_TASK INSTRUCTIONS_:
Your reply must be the number of lines in the entries that hold the word "derive", and nothing else.

BEGIN STORED DATA

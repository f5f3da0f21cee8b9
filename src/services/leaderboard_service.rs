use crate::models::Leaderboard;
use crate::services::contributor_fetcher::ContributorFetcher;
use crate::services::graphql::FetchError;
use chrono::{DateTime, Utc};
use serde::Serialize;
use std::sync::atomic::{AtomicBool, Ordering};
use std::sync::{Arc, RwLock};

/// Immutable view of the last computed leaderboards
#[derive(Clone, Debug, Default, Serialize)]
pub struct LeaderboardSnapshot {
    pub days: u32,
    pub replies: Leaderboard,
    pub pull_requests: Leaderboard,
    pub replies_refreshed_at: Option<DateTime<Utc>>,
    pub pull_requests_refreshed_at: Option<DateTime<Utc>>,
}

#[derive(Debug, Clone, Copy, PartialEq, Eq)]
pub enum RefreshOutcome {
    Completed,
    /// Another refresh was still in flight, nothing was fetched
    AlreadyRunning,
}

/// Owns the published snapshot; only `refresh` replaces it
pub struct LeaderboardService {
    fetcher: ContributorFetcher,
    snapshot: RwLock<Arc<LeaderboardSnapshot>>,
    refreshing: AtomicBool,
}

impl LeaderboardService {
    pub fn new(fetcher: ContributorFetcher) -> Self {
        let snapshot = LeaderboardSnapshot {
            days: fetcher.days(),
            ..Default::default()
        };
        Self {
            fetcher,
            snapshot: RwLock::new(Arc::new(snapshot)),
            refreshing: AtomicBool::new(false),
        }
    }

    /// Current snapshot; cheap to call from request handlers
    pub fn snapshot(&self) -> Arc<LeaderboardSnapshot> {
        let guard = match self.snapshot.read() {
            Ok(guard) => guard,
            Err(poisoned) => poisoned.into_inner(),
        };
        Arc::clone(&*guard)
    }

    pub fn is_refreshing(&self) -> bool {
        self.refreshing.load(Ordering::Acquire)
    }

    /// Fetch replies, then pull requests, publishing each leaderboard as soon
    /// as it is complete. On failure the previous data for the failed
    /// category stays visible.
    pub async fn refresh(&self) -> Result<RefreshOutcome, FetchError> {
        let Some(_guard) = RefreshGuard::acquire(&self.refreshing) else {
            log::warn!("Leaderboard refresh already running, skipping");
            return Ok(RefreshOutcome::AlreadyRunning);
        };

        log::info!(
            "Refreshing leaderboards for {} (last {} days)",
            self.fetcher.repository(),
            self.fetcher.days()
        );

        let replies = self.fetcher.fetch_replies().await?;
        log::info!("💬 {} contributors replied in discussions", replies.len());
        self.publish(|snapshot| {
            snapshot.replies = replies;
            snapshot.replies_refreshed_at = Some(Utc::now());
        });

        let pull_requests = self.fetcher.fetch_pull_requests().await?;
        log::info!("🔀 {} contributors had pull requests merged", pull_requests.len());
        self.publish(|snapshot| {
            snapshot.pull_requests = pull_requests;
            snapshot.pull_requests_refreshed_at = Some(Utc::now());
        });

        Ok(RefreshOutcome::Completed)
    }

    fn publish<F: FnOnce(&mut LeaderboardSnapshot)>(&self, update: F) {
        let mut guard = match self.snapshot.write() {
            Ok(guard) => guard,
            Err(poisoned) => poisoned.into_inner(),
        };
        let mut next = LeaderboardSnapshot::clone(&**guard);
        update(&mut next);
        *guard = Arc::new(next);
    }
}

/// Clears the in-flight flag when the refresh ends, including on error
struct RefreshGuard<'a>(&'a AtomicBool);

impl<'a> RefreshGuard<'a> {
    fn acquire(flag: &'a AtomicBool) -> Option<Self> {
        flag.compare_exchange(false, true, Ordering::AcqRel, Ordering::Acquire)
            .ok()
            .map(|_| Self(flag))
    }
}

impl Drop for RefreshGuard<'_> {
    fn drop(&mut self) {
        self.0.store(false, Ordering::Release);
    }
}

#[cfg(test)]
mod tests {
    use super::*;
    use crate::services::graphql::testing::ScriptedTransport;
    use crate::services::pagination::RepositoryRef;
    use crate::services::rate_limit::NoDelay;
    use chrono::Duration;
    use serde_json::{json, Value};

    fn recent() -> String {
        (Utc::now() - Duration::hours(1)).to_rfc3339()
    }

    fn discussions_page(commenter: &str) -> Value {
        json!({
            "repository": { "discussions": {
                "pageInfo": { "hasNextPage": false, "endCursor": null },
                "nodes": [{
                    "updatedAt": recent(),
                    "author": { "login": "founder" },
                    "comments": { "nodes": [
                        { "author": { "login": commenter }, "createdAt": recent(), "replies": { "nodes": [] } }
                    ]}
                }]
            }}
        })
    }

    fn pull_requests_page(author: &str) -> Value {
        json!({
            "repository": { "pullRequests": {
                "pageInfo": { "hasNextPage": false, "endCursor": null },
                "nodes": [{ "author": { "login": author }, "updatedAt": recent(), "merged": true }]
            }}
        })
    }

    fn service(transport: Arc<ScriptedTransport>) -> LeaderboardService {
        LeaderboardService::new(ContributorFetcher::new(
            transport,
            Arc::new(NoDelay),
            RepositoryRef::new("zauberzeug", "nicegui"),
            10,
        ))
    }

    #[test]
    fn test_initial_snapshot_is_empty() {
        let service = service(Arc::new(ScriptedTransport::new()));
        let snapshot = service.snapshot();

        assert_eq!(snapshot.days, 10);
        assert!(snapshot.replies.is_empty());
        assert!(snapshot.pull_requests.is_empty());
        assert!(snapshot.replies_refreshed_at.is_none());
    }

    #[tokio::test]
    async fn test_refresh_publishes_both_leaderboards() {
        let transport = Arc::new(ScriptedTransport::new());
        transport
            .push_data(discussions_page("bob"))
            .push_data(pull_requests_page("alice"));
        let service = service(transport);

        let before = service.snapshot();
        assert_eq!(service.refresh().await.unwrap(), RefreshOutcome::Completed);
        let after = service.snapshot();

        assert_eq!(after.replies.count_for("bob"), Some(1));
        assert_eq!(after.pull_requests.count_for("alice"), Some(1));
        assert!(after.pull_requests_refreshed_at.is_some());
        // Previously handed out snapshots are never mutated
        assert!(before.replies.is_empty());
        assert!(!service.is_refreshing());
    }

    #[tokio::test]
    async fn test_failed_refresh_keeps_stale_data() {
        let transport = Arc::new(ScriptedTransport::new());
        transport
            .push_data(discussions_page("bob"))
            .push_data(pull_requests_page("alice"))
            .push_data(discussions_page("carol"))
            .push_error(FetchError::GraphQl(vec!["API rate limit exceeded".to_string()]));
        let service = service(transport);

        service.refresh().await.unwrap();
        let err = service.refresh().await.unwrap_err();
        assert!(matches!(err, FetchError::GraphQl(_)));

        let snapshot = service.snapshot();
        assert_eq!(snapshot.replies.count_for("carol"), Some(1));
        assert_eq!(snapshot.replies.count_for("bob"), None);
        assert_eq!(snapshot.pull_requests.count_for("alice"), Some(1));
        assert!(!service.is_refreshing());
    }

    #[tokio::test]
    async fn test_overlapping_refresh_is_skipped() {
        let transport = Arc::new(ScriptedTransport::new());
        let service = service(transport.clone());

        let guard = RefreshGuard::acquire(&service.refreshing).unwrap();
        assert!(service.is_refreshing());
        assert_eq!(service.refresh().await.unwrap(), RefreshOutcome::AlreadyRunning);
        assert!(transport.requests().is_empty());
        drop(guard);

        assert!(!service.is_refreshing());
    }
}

END STORED DATA
BEGIN STORED DATA

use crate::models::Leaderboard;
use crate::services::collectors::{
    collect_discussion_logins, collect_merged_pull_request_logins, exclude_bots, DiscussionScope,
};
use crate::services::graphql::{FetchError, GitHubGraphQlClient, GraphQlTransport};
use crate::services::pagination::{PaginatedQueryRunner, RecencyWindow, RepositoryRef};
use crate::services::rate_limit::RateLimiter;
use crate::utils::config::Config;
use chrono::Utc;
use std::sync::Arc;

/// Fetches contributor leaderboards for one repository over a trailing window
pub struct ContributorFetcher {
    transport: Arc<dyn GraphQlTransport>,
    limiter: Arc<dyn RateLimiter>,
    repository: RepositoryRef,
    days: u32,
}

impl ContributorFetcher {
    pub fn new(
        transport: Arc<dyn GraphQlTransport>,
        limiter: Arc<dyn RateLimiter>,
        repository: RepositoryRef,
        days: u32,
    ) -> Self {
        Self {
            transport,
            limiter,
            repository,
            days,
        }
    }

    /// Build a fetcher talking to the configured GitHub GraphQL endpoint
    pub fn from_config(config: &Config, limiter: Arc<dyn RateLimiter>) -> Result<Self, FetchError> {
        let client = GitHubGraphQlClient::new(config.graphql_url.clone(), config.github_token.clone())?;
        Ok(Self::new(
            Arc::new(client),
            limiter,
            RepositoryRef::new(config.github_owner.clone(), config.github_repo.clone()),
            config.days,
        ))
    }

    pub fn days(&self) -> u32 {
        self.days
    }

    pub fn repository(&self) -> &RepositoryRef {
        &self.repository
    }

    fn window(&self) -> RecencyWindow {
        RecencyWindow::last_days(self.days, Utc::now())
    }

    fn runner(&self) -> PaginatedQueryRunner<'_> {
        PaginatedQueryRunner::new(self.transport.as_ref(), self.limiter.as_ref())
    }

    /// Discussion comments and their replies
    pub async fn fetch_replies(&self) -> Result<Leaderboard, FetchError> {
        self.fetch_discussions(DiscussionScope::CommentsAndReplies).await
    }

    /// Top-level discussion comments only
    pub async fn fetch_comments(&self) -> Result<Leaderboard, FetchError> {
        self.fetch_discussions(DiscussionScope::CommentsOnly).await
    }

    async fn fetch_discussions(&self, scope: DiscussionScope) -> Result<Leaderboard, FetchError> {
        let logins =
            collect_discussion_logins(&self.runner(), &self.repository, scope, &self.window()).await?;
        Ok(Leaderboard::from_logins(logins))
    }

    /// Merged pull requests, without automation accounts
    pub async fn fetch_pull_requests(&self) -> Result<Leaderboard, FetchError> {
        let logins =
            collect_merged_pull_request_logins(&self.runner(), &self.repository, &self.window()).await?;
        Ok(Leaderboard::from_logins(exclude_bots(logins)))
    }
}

END STORED DATA
BEGIN STORED DATA

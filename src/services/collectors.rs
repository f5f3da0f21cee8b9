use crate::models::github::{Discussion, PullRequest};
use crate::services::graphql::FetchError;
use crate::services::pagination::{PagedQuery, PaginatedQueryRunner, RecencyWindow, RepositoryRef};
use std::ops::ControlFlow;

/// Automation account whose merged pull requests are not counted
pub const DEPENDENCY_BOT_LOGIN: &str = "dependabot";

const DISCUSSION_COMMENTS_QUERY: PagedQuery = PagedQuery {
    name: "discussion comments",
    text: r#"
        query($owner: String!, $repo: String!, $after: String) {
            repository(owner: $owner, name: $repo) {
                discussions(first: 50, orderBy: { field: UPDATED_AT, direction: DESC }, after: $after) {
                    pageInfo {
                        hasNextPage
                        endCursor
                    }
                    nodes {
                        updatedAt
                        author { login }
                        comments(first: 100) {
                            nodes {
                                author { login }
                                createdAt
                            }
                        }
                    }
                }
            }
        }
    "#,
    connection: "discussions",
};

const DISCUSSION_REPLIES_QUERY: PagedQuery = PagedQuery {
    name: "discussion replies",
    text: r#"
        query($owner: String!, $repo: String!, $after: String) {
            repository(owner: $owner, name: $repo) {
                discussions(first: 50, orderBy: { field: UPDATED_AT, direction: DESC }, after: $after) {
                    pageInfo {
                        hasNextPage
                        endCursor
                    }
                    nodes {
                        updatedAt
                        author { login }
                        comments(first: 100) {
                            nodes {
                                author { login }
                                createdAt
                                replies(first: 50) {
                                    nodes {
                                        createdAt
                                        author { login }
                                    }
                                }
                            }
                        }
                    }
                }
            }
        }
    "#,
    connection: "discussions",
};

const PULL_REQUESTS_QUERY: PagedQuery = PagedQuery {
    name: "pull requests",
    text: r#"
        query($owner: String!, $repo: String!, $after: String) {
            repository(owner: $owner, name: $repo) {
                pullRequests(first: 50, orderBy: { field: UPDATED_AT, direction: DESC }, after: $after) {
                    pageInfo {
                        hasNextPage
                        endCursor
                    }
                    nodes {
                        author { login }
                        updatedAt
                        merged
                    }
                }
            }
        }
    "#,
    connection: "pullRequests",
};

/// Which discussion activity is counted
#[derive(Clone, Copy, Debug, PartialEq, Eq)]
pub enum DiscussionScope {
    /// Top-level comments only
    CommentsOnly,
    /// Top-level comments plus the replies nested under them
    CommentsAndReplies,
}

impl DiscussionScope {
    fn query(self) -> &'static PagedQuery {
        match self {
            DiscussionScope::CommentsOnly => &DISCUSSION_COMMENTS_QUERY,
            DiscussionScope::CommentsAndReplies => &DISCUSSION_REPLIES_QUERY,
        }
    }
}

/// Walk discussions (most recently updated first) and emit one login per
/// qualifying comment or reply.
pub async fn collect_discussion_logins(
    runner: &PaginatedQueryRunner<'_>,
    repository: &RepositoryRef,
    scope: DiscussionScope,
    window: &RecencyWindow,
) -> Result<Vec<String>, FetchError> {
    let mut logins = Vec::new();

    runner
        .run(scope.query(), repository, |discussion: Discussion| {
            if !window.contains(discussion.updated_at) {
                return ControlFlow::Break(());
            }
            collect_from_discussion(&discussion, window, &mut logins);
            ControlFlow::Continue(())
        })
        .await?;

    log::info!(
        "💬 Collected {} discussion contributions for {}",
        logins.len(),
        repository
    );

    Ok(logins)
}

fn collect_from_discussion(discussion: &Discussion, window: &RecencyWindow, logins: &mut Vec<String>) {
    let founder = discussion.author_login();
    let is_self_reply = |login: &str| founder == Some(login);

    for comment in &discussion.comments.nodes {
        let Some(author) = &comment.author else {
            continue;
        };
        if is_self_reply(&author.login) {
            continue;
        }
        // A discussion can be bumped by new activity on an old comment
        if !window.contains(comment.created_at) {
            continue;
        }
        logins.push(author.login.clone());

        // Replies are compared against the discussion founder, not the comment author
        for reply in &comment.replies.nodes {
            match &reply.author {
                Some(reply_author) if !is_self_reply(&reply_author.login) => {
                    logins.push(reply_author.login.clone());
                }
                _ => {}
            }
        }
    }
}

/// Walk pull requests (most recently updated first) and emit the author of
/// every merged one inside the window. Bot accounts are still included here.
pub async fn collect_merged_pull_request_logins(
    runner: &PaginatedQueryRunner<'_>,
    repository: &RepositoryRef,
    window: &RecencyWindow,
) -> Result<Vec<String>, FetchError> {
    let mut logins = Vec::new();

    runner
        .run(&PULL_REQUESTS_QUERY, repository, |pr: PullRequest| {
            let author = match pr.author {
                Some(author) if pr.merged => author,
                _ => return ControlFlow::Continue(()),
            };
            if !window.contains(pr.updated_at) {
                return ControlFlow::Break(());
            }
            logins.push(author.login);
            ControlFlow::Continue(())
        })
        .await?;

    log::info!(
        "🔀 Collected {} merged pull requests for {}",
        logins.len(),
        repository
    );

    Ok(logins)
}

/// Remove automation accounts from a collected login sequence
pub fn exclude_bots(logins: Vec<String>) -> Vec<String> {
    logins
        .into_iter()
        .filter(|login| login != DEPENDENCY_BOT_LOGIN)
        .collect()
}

END STORED DATA

_EXERCISE SOLUTION_:
3